Prompt – Filter the entries for lines with the word "filename".

◇ ◇ ◇

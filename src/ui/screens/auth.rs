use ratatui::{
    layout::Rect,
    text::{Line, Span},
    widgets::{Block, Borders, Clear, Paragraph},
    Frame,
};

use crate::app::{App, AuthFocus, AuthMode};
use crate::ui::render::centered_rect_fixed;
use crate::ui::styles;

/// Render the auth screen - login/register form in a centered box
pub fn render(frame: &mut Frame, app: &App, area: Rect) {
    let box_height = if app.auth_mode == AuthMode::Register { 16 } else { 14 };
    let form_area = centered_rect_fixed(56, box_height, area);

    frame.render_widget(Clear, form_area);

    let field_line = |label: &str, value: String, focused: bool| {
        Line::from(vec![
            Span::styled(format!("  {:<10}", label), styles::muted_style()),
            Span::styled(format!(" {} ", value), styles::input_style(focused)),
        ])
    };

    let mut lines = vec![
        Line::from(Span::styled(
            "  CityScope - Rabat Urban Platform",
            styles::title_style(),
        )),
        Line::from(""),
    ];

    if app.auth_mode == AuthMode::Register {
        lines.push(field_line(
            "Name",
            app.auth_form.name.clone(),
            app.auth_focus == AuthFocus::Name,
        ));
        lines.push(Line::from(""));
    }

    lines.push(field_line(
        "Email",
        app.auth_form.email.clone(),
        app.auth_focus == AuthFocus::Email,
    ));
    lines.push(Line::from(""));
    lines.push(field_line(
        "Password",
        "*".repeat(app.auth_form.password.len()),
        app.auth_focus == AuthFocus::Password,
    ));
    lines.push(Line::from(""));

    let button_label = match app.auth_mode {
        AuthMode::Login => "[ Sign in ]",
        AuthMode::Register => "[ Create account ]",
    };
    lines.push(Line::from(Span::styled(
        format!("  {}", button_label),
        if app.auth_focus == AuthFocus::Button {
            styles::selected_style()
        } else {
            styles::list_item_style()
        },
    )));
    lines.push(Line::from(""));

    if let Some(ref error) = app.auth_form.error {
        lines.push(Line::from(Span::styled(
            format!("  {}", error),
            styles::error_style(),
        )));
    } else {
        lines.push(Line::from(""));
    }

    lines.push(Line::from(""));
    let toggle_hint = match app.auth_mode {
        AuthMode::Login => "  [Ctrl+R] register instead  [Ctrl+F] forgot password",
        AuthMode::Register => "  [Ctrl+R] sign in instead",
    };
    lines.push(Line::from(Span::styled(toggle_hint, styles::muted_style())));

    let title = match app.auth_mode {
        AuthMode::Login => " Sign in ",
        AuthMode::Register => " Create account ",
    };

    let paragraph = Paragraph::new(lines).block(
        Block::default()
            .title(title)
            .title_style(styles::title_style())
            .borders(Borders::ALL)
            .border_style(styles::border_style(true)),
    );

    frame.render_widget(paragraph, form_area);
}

◇ ◇ ◇

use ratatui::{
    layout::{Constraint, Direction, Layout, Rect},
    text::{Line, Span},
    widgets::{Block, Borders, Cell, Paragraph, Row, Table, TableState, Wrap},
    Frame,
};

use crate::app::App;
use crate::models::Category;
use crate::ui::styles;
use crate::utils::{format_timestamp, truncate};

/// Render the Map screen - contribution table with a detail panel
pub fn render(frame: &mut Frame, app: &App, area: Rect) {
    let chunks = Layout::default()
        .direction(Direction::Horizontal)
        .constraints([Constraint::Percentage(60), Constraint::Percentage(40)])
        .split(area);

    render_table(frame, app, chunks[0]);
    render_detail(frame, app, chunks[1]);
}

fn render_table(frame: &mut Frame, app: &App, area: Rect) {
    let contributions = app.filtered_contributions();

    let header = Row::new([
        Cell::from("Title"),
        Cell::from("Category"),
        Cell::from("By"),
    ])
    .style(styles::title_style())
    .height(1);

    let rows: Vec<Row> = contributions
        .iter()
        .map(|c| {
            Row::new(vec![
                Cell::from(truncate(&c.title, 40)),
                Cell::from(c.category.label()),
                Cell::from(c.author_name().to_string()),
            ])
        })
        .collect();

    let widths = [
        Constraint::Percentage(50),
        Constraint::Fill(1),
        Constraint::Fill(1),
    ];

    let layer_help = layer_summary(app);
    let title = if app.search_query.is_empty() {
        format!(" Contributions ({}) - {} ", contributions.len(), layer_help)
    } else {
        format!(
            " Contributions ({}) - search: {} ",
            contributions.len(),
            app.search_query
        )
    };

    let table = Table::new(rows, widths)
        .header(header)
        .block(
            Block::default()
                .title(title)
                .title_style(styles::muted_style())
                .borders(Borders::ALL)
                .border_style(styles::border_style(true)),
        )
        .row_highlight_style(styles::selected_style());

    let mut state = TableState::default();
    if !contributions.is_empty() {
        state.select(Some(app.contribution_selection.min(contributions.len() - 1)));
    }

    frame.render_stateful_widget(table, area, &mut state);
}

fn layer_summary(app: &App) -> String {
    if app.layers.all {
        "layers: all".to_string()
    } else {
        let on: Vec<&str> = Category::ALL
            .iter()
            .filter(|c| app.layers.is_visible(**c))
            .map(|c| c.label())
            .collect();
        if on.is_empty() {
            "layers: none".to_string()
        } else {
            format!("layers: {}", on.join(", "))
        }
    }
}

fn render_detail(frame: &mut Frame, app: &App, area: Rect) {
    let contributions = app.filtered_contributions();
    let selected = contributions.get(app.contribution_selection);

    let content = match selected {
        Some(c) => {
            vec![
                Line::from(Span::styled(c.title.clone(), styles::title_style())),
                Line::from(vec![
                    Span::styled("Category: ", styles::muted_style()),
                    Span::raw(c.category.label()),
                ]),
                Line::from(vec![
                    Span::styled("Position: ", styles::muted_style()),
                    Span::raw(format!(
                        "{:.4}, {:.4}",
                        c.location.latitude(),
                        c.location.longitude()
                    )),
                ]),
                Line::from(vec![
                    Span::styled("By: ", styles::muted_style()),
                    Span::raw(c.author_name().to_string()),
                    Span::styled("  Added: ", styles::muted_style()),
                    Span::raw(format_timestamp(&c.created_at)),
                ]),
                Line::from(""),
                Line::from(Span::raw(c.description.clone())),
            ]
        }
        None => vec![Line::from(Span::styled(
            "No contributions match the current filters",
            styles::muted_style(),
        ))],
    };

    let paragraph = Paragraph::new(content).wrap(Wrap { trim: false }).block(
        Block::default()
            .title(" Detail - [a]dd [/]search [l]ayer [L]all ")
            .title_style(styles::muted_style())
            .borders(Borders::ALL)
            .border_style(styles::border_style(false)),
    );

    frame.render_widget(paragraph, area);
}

◇ ◇ ◇

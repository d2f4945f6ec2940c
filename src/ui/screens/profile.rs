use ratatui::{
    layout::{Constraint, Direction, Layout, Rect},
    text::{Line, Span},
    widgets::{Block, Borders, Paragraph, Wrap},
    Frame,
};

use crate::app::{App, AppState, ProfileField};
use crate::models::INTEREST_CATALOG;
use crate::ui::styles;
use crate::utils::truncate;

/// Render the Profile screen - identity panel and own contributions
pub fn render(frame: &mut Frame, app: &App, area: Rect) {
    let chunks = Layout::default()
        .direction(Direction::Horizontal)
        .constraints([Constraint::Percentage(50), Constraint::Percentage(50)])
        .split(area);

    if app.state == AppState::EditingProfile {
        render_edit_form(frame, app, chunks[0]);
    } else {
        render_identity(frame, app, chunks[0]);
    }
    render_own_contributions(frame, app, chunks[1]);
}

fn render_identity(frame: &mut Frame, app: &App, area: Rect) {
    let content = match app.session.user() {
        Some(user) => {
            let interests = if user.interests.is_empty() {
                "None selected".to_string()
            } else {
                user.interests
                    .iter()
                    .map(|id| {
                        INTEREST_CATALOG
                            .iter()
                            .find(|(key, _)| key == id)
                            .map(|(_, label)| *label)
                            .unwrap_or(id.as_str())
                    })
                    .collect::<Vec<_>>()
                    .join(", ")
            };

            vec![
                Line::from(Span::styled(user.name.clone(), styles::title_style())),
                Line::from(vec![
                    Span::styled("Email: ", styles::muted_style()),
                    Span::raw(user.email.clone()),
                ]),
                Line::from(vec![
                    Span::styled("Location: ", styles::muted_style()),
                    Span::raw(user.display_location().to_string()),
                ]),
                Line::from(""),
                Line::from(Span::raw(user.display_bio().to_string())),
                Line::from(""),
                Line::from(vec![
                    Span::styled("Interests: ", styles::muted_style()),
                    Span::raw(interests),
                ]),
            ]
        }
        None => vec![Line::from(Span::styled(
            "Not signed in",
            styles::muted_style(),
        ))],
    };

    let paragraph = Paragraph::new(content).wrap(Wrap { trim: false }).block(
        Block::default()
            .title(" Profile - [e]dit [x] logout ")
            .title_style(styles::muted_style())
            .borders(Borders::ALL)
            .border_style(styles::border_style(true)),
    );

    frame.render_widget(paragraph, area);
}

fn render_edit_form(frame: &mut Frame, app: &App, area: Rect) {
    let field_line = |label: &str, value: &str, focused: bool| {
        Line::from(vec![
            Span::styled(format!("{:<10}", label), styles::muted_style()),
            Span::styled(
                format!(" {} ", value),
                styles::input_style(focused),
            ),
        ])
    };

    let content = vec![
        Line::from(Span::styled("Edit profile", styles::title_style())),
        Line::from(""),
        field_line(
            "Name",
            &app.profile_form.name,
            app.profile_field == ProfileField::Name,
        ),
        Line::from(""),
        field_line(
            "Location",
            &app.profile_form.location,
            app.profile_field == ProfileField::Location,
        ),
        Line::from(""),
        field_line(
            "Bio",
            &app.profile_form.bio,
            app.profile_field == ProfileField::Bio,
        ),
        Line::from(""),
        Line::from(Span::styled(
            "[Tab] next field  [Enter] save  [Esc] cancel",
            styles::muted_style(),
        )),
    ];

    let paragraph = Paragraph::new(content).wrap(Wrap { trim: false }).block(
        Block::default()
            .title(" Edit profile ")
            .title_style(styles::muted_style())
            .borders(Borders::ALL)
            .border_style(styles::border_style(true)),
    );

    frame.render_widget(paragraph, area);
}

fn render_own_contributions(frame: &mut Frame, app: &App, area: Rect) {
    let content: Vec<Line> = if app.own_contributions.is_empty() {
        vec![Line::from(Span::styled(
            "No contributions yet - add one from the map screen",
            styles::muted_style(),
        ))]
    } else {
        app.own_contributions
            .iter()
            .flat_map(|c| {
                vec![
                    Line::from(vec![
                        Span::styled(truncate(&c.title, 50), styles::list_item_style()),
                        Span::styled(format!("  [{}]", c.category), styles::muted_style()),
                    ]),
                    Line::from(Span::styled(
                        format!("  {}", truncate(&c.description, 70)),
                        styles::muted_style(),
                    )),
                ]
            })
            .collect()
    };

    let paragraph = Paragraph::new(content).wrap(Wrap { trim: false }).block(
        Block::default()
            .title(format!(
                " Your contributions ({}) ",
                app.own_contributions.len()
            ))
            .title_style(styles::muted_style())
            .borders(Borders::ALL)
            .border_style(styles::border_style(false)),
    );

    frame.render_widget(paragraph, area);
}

◇ ◇ ◇

Task result –
filename src/ui/screens/auth.rs
filename src/ui/screens/profile.rs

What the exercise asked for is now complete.